Como você enxerga o papel da sua atuação como mulher artista no cenário artístico atual?
Acho que a mulher só tem a contribuir. Ainda é um terreno de muitas conquistas, mas fico feliz de, aos poucos, perceber que a mulher artista vem ganhando mais espaço. Sinto que existe uma discussão e uma preocupação (pelo menos entre alguns grupos) em incluir os excluídos e a arte só tem a ganhar com isso. A arte precisa falar e tocar todos esses múltiplos universos. Ela não vale a pena se não for plural.
Um parênteses para falarmos um pouco sobre o momento atual: além da pandemia de covid-19, temos ainda uma crise política e ética no país. Quais foram os impactos e desdobramentos desse momento para você nos âmbitos profissional e emocional?
Estamos vivendo um momento muito pesado, com graves ataques à democracia, à cultura, às minorias, em um contexto de muito ódio, nenhum diálogo. Isso já acontecia no período pré eleições, mas sinto que se agravou ainda mais na pandemia, pelo fato do nosso convívio com o outro só se fazer possível agora através da tela do celular ou computador. Nesse ambiente controlado pelos algoritmos se torna ainda mais difícil a escuta do outro (daquele que não pensa como eu) e a construção de uma alternativa à nossa realidade (ou seria uma não-realidade?) atual.

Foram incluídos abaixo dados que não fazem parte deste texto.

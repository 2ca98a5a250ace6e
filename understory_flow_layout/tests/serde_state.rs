// Copyright 2025 the Understory Authors
// SPDX-License-Identifier: Apache-2.0 OR MIT

//! Persisting the scroll anchor and configuration with `serde`.

mod common;

use common::{laid_out, uniform_host};
use understory_flow_layout::{
    FlowConfig, FlowLayout, Gravity, LookBehind, Orientation, ScrollAnchor, Size,
};

#[test]
fn anchor_survives_json() {
    let mut host = uniform_host(Size::new(300, 200), 30, Size::new(100, 50));
    let mut layout = laid_out(&mut host);
    layout.scroll_by(130, &mut host);
    let saved = layout.save_state();

    let json = serde_json::to_string(&saved).unwrap();
    assert_eq!(json, r#"{"index":6,"offset":-30}"#);
    let loaded: ScrollAnchor = serde_json::from_str(&json).unwrap();

    let mut restored = FlowLayout::new(Orientation::Vertical);
    restored.restore_state(loaded);
    restored.layout_children(&mut host);
    assert_eq!(restored.lines()[0], layout.lines()[0]);
}

#[test]
fn unknown_offset_is_null() {
    let json = serde_json::to_string(&ScrollAnchor::at_index(4)).unwrap();
    assert_eq!(json, r#"{"index":4,"offset":null}"#);
}

#[test]
fn partial_config_uses_defaults() {
    let config: FlowConfig =
        serde_json::from_str(r#"{"orientation":"horizontal","max_lines":3,"ellipsize":true}"#)
            .unwrap();
    assert_eq!(config.orientation, Orientation::Horizontal);
    assert_eq!(config.max_lines, 3);
    assert!(config.ellipsize);
    assert_eq!(config.max_items_per_line, usize::MAX);
    assert_eq!(config.look_behind, LookBehind::NONE);
    assert_eq!(config.gravity, Gravity::default());
    assert!(FlowLayout::from_config(config).is_ok());
}

#[test]
fn config_round_trips() {
    let config = FlowConfig {
        gravity: Gravity::CENTER | Gravity::BOTTOM,
        item_spacing: 4,
        ..FlowConfig::default()
    };
    let json = serde_json::to_string(&config).unwrap();
    let back: FlowConfig = serde_json::from_str(&json).unwrap();
    assert_eq!(back, config);
}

Falo isso porque sempre foi muito importante pra mim, inclusive enquanto ser político, estar na rua, andar a pé, pegar o ônibus e chegar no trabalho, onde estou constantemente atravessada pela cidade e pelas mais variadas pessoas que a ocupam. Tive de abrir mão dessa rotina nesses últimos meses e tem me feito uma falta imensurável. Tenho tentado manter minha sanidade buscando algum silêncio dentro de mim, usando esse tempo que estaria na cidade com leituras e novos pensamentos sobre o meu trabalho (que se desenvolvia muito mais pelo fazer nos últimos tempos). Tenho procurado também esse lugar de afeto, dentro das possibilidades atuais. Curiosamente tem sido um momento de muitas conversas e de pensar trabalhos junto com outros artistas. Em outubro abro com a Marilia Scarabello – uma artista com quem não estive pessoalmente, mas conheci pelo zoom, em um grupo de acompanhamento de projetos de artistas no SESC –, uma instalação sonora pensada para a fachada da galeria OMA, Gangorra. O trabalho que pensamos juntas fala justamente desse momento tão particular, em que estamos tão perto e tão longe ao mesmo tempo, e da nossa necessidade vital de construir vínculos, ainda que pela tela do computador.